Doctors' concern over health insurance companies influence on medicine

Seven out of 10 doctors believe private health insurance companies are increasingly dictating the delivery of medical care while not always promoting evidence-based care.

Doctors’ views on the creeping commercialisation of the health service are captured in a survey by the Irish Medical Organisation (IMO) which also found that four in five medics agree that “private care can lead to over-investigation”.

One doctor said: “The advertisement of independent sectors for non-evidence-based activity (health checks) exposes persons to excessive medical care, including over-diagnosis and over-treatment. I think of cases of healthy people receiving ionising radiation.”

The survey results, published by the IMO as part of a broader policy paper on commercialism in medicine — Preserving Medical Professionalism in an Increasingly Commercial Healthcare Environment — also found half of doctors agree there are “few independent sources of information with regard to new drug therapies” and that pharmaceutical sales representatives, promotional material and even magazines, journals, and news reports could be biased.

Of particular concern to doctors is the role of pharmaceutical companies in the sponsorship of educational events.

The IMO said many doctors believe the pharmaceutical industry has too much influence on Irish medicine and that pharmaceutical therapies are promoted above non-pharmaceutical treatment.

One doctor said: “Pharma companies are too involved in medicine. From research to hospitals they are silent decision makers.”

Another said: “Pharmaceutical company influence means promotional materials are everywhere and management don’t support non drug approaches… knock-on is under-development of non-drug treatment facilities and staff... Huge factor in mental health.” The survey also looked at the affordability of pharmaceutical care. Those without a full medical card face charges of up to €144 per month for prescription drugs under the Drugs Payment Scheme. The IMO said doctors are concerned that due to the high level of out-of-pocket payments for medicines many patients are not adhering to treatment.

More than three quarters (76%) of doctors who responded to the survey agreed with the statement “I am obliged to consider my patients’ financial circumstances when discussing options for care”.

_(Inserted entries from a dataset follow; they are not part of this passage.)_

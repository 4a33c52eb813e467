//! Bounded in-process dispatch.
//!
//! # Responsibilities
//! - Build the request descriptor before any work starts
//! - Run the handler against a fresh recorder on a dedicated worker thread
//! - Race the worker against the deadline and classify the result
//!
//! # Design Decisions
//! - One worker thread per call, no pool
//! - The recorder is owned by the worker and only crosses to the caller, frozen,
//!   through the completion channel. After a timeout the worker keeps running
//!   and its late result is dropped on the worker thread.
//! - Handler panics are not caught; the caller sees `WorkerAborted`

use std::sync::mpsc;
use std::sync::Arc;
use std::thread;
use std::time::Instant;

use axum::http::Request;
use tokio::sync::oneshot;

use crate::config::{ClientConfig, LocalApiConfig};
use crate::dispatch::error::{DispatchError, DispatchResult};
use crate::http::handler::Handler;
use crate::http::request::{build_request, namespaced_path, RequestId};
use crate::http::response::{LocalApiResponse, ResponseRecorder};
use crate::observability::metrics::{self, Outcome};
use crate::resilience::timeouts::{self, WaitError};

const WORKER_THREAD_NAME: &str = "localapi-worker";

/// Dispatch a request to `handler` with the default namespace and deadline.
pub fn dispatch(
    handler: Arc<dyn Handler>,
    method: &str,
    path: &str,
) -> DispatchResult<LocalApiResponse> {
    LocalApiClient::new(handler).call(method, path)
}

/// Async flavor of [`dispatch`]. The handler still runs on its own thread.
pub async fn dispatch_async(
    handler: Arc<dyn Handler>,
    method: &str,
    path: &str,
) -> DispatchResult<LocalApiResponse> {
    LocalApiClient::new(handler).call_async(method, path).await
}

/// A handler bound to fixed dispatch settings.
#[derive(Clone)]
pub struct LocalApiClient {
    handler: Arc<dyn Handler>,
    config: ClientConfig,
    metrics_enabled: bool,
}

impl std::fmt::Debug for LocalApiClient {
    fn fmt(&self, f: &mut std::fmt::Formatter<'_>) -> std::fmt::Result {
        f.debug_struct("LocalApiClient")
            .field("config", &self.config)
            .field("metrics_enabled", &self.metrics_enabled)
            .finish_non_exhaustive()
    }
}

impl LocalApiClient {
    /// Create a client with the default local API settings.
    pub fn new(handler: Arc<dyn Handler>) -> Self {
        Self::with_config(handler, &LocalApiConfig::default())
    }

    /// Create a client from host configuration.
    pub fn with_config(handler: Arc<dyn Handler>, config: &LocalApiConfig) -> Self {
        Self {
            handler,
            config: config.client.clone(),
            metrics_enabled: config.observability.metrics_enabled,
        }
    }

    pub fn config(&self) -> &ClientConfig {
        &self.config
    }

    /// Dispatch and block until the handler finishes or the deadline passes.
    pub fn call(&self, method: &str, path: &str) -> DispatchResult<LocalApiResponse> {
        let start_time = Instant::now();
        let request_id = RequestId::new();
        let request = self.prepare(method, path, request_id, start_time)?;

        let (tx, rx) = mpsc::sync_channel(1);
        self.spawn_worker(request, request_id, start_time, move |response| {
            // Fails only if the caller already timed out.
            let _ = tx.send(response);
        })?;

        let outcome = timeouts::wait_blocking(&rx, self.config.timeout());
        self.settle(outcome, method, path, request_id, start_time)
    }

    /// Dispatch and await the handler or the deadline, whichever comes first.
    pub async fn call_async(&self, method: &str, path: &str) -> DispatchResult<LocalApiResponse> {
        let start_time = Instant::now();
        let request_id = RequestId::new();
        let request = self.prepare(method, path, request_id, start_time)?;

        let (tx, rx) = oneshot::channel();
        self.spawn_worker(request, request_id, start_time, move |response| {
            let _ = tx.send(response);
        })?;

        let outcome = timeouts::wait_async(rx, self.config.timeout()).await;
        self.settle(outcome, method, path, request_id, start_time)
    }

    fn prepare(
        &self,
        method: &str,
        path: &str,
        request_id: RequestId,
        start_time: Instant,
    ) -> DispatchResult<Request<()>> {
        build_request(&self.config.namespace, method, path, request_id).map_err(|e| {
            tracing::warn!(
                request_id = %request_id,
                method = %method,
                path = %path,
                error = %e,
                "Error creating local API request"
            );
            self.record(Outcome::Construction, start_time);
            DispatchError::Construction(e)
        })
    }

    fn spawn_worker<F>(
        &self,
        request: Request<()>,
        request_id: RequestId,
        start_time: Instant,
        deliver: F,
    ) -> DispatchResult<()>
    where
        F: FnOnce(LocalApiResponse) + Send + 'static,
    {
        let handler = Arc::clone(&self.handler);
        let spawned = thread::Builder::new()
            .name(WORKER_THREAD_NAME.to_string())
            .spawn(move || {
                let mut recorder = ResponseRecorder::new();
                handler.serve(request, &mut recorder);
                tracing::trace!(
                    request_id = %request_id,
                    status = recorder.status_code(),
                    "Handler finished"
                );
                deliver(recorder.finish());
            });

        match spawned {
            Ok(_) => Ok(()),
            Err(e) => {
                tracing::error!(request_id = %request_id, error = %e, "Failed to spawn worker");
                self.record(Outcome::SpawnFailed, start_time);
                Err(DispatchError::Spawn(e))
            }
        }
    }

    fn settle(
        &self,
        outcome: Result<LocalApiResponse, WaitError>,
        method: &str,
        path: &str,
        request_id: RequestId,
        start_time: Instant,
    ) -> DispatchResult<LocalApiResponse> {
        let path = namespaced_path(&self.config.namespace, path);

        let (result, label) = match outcome {
            Ok(response) if response.status_code() < self.config.bad_status_threshold => {
                tracing::debug!(
                    request_id = %request_id,
                    method = %method,
                    path = %path,
                    status = response.status_code(),
                    elapsed = ?start_time.elapsed(),
                    "Local API request completed"
                );
                (Ok(response), Outcome::Success)
            }
            Ok(response) => {
                tracing::warn!(
                    request_id = %request_id,
                    method = %method,
                    path = %path,
                    status = response.status_code(),
                    "Bad http status for local API response"
                );
                (Err(DispatchError::BadStatus(Box::new(response))), Outcome::BadStatus)
            }
            Err(WaitError::Elapsed(deadline)) => {
                tracing::warn!(
                    request_id = %request_id,
                    method = %method,
                    path = %path,
                    deadline = ?deadline,
                    "Local API request timed out"
                );
                (Err(DispatchError::Timeout(deadline)), Outcome::Timeout)
            }
            Err(WaitError::Disconnected) => {
                tracing::error!(
                    request_id = %request_id,
                    method = %method,
                    path = %path,
                    "Local API worker exited without a response"
                );
                (Err(DispatchError::WorkerAborted), Outcome::Aborted)
            }
        };

        self.record(label, start_time);
        result
    }

    fn record(&self, outcome: Outcome, start_time: Instant) {
        if self.metrics_enabled {
            metrics::record_dispatch(outcome, start_time);
        }
    }
}

#[cfg(test)]
mod tests {
    use super::*;
    use crate::observability::metrics::testing::CaptureRecorder;
    use std::time::Duration;

    const DISPATCH_TOTAL: &str = "localapi_dispatch_total";

    fn client_with_timeout(handler: Arc<dyn Handler>, timeout_ms: u64) -> LocalApiClient {
        let mut config = LocalApiConfig::default();
        config.client.timeout_ms = timeout_ms;
        config.observability.metrics_enabled = false;
        LocalApiClient::with_config(handler, &config)
    }

    #[test]
    fn test_handler_sees_namespaced_request() {
        let handler = Arc::new(|req: Request<()>, w: &mut ResponseRecorder| {
            w.write_body(req.uri().path().as_bytes());
            w.write_body(b" ");
            w.write_body(req.method().as_str().as_bytes());
        });
        let response = dispatch(handler, "PUT", "prefs").unwrap();
        assert_eq!(response.text(), "/localapi/v0/prefs PUT");
    }

    #[test]
    fn test_threshold_boundary() {
        let at = Arc::new(|_: Request<()>, w: &mut ResponseRecorder| w.write_status(300));
        let err = dispatch(at, "GET", "x").unwrap_err();
        assert!(err.is_bad_status());

        let below = Arc::new(|_: Request<()>, w: &mut ResponseRecorder| w.write_status(299));
        assert_eq!(dispatch(below, "GET", "x").unwrap().status_code(), 299);
    }

    #[test]
    fn test_custom_threshold() {
        let mut config = LocalApiConfig::default();
        config.client.bad_status_threshold = 500;
        let handler = Arc::new(|_: Request<()>, w: &mut ResponseRecorder| w.write_status(404));
        let client = LocalApiClient::with_config(handler, &config);

        assert_eq!(client.call("GET", "missing").unwrap().status_code(), 404);
    }

    #[test]
    fn test_short_deadline() {
        let handler = Arc::new(|_: Request<()>, w: &mut ResponseRecorder| {
            thread::sleep(Duration::from_millis(500));
            w.write_body(b"late");
        });
        let client = client_with_timeout(handler, 50);

        let start = Instant::now();
        let err = client.call("GET", "slow").unwrap_err();
        assert!(matches!(err, DispatchError::Timeout(d) if d == Duration::from_millis(50)));
        assert!(start.elapsed() < Duration::from_millis(500));
    }

    #[test]
    fn test_panicking_handler_reports_aborted() {
        let handler = Arc::new(|_: Request<()>, _: &mut ResponseRecorder| {
            panic!("handler blew up");
        });
        let client = client_with_timeout(handler, 2_000);

        let err = client.call("GET", "boom").unwrap_err();
        assert!(matches!(err, DispatchError::WorkerAborted));
    }

    #[test]
    fn test_construction_error_skips_handler() {
        let called = Arc::new(std::sync::atomic::AtomicBool::new(false));
        let flag = called.clone();
        let handler = Arc::new(move |_: Request<()>, _: &mut ResponseRecorder| {
            flag.store(true, std::sync::atomic::Ordering::SeqCst);
        });

        let err = dispatch(handler, "NOT A METHOD", "x").unwrap_err();
        assert!(matches!(err, DispatchError::Construction(_)));
        assert!(!called.load(std::sync::atomic::Ordering::SeqCst));
    }

    #[test]
    fn test_metrics_count_each_outcome() {
        let ok = Arc::new(|_: Request<()>, w: &mut ResponseRecorder| {
            w.write_body(b"ok");
        });
        let bad = Arc::new(|_: Request<()>, w: &mut ResponseRecorder| w.write_status(400));
        let slow = Arc::new(|_: Request<()>, _: &mut ResponseRecorder| {
            thread::sleep(Duration::from_millis(300));
        });

        let mut config = LocalApiConfig::default();
        config.client.timeout_ms = 50;
        let recorder = CaptureRecorder::default();

        ::metrics::with_local_recorder(&recorder, || {
            assert!(LocalApiClient::with_config(ok, &config).call("GET", "a").is_ok());
            let err = LocalApiClient::with_config(bad, &config).call("GET", "b").unwrap_err();
            assert!(err.is_bad_status());
            let err = LocalApiClient::with_config(slow, &config).call("GET", "c").unwrap_err();
            assert!(err.is_timeout());
        });

        assert_eq!(recorder.counter(DISPATCH_TOTAL, "success"), 1);
        assert_eq!(recorder.counter(DISPATCH_TOTAL, "bad_status"), 1);
        assert_eq!(recorder.counter(DISPATCH_TOTAL, "timeout"), 1);
        assert_eq!(recorder.total_counted(), 3);
        assert_eq!(
            recorder.histogram_samples("localapi_dispatch_duration_seconds", "timeout"),
            1
        );
    }

    #[test]
    fn test_metrics_count_construction_errors() {
        let handler = Arc::new(|_: Request<()>, _: &mut ResponseRecorder| {});
        let recorder = CaptureRecorder::default();

        ::metrics::with_local_recorder(&recorder, || {
            assert!(dispatch(handler, "GET", "bad path").is_err());
        });

        assert_eq!(recorder.counter(DISPATCH_TOTAL, "construction"), 1);
        assert_eq!(recorder.total_counted(), 1);
    }

    #[test]
    fn test_metrics_disabled_records_nothing() {
        let handler = Arc::new(|_: Request<()>, w: &mut ResponseRecorder| w.write_status(503));
        let mut config = LocalApiConfig::default();
        config.observability.metrics_enabled = false;
        let client = LocalApiClient::with_config(handler, &config);
        let recorder = CaptureRecorder::default();

        ::metrics::with_local_recorder(&recorder, || {
            assert!(client.call("GET", "a").is_err());
            assert!(client.call("GET", "bad path").is_err());
        });

        assert_eq!(recorder.total_counted(), 0);
    }
}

The paper said IMO doctors found private health insurance reimbursement favours admission to hospital above day treatment, outpatient care or care in the community. The paper also said many doctors are critical of the willingness of private health insurance companies to reimburse more expensive MRIs over less expensive diagnostic procedures whether the tests are clinically indicated or not.

Dr John Duddy, IMO president, said there was a need for vigilance to prevent the over commercialisation of medicine.

The paper makes a number of recommendations including resourcing of the public sector to reduce reliance on the private sector; provision of non-directional educational material on new pharmaceutical therapies; encouraging appropriate care in the appropriate setting and routine registration of conflicts of interest in advocacy, education, and academia.